Stored items:
++++++++++

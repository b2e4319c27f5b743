//! # Endpoints
//!
//! Maps a resource kind and region to the Alibaba Cloud API endpoint.

use std::fmt;
use std::str::FromStr;

/// Central RDS endpoint; the region travels as `RegionId`
pub const RDS_ENDPOINT: &str = "rds.aliyuncs.com";

/// Central KVStore (Redis) endpoint; the region travels as `RegionId`
pub const REDIS_ENDPOINT: &str = "r-kvstore.aliyuncs.com";

/// Region-independent SLB endpoint
pub const SLB_ENDPOINT: &str = "slb.aliyuncs.com";

#[derive(Debug, Clone, PartialEq, Eq, thiserror::Error)]
pub enum EndpointError {
    #[error("region is required for resource kind {0}")]
    RegionInvalid(String),
    #[error("unsupported resource kind {0}")]
    UnsupportedResourceKind(String),
}

/// Resource kinds whose endpoint depends on the region
#[derive(Debug, Clone, Copy, PartialEq, Eq)]
pub enum ResourceKind {
    Bucket,
    FileSystem,
    MountTarget,
    LoadBalancer,
    LogProject,
}

impl ResourceKind {
    #[must_use]
    pub fn as_str(self) -> &'static str {
        match self {
            Self::Bucket => "bucket",
            Self::FileSystem => "filesystem",
            Self::MountTarget => "mount-target",
            Self::LoadBalancer => "load-balancer",
            Self::LogProject => "log-project",
        }
    }

    fn requires_region(self) -> bool {
        !matches!(self, Self::LoadBalancer)
    }
}

impl fmt::Display for ResourceKind {
    fn fmt(&self, f: &mut fmt::Formatter<'_>) -> fmt::Result {
        f.write_str(self.as_str())
    }
}

impl FromStr for ResourceKind {
    type Err = EndpointError;

    fn from_str(s: &str) -> Result<Self, Self::Err> {
        match s {
            "bucket" => Ok(Self::Bucket),
            "filesystem" => Ok(Self::FileSystem),
            "mount-target" => Ok(Self::MountTarget),
            "load-balancer" => Ok(Self::LoadBalancer),
            "log-project" => Ok(Self::LogProject),
            other => Err(EndpointError::UnsupportedResourceKind(other.to_string())),
        }
    }
}

/// Endpoint for a resource kind in a region
///
/// # Errors
///
/// [`EndpointError::UnsupportedResourceKind`] for unknown kinds and
/// [`EndpointError::RegionInvalid`] when a region-bound kind gets an empty region.
pub fn endpoint_for(kind: &str, region: &str) -> Result<String, EndpointError> {
    let kind: ResourceKind = kind.parse()?;
    if kind.requires_region() && region.is_empty() {
        return Err(EndpointError::RegionInvalid(kind.to_string()));
    }
    Ok(match kind {
        ResourceKind::Bucket => format!("http://oss-{region}.aliyuncs.com"),
        ResourceKind::FileSystem | ResourceKind::MountTarget => format!("nas.{region}.aliyuncs.com"),
        ResourceKind::LoadBalancer => SLB_ENDPOINT.to_string(),
        ResourceKind::LogProject => format!("{region}.log.aliyuncs.com"),
    })
}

++++++++++

PROMPT: Determine how many lines of the data above contain the string "impl", and answer with the number only.

SOLUTION FOR THIS PROBLEM: 3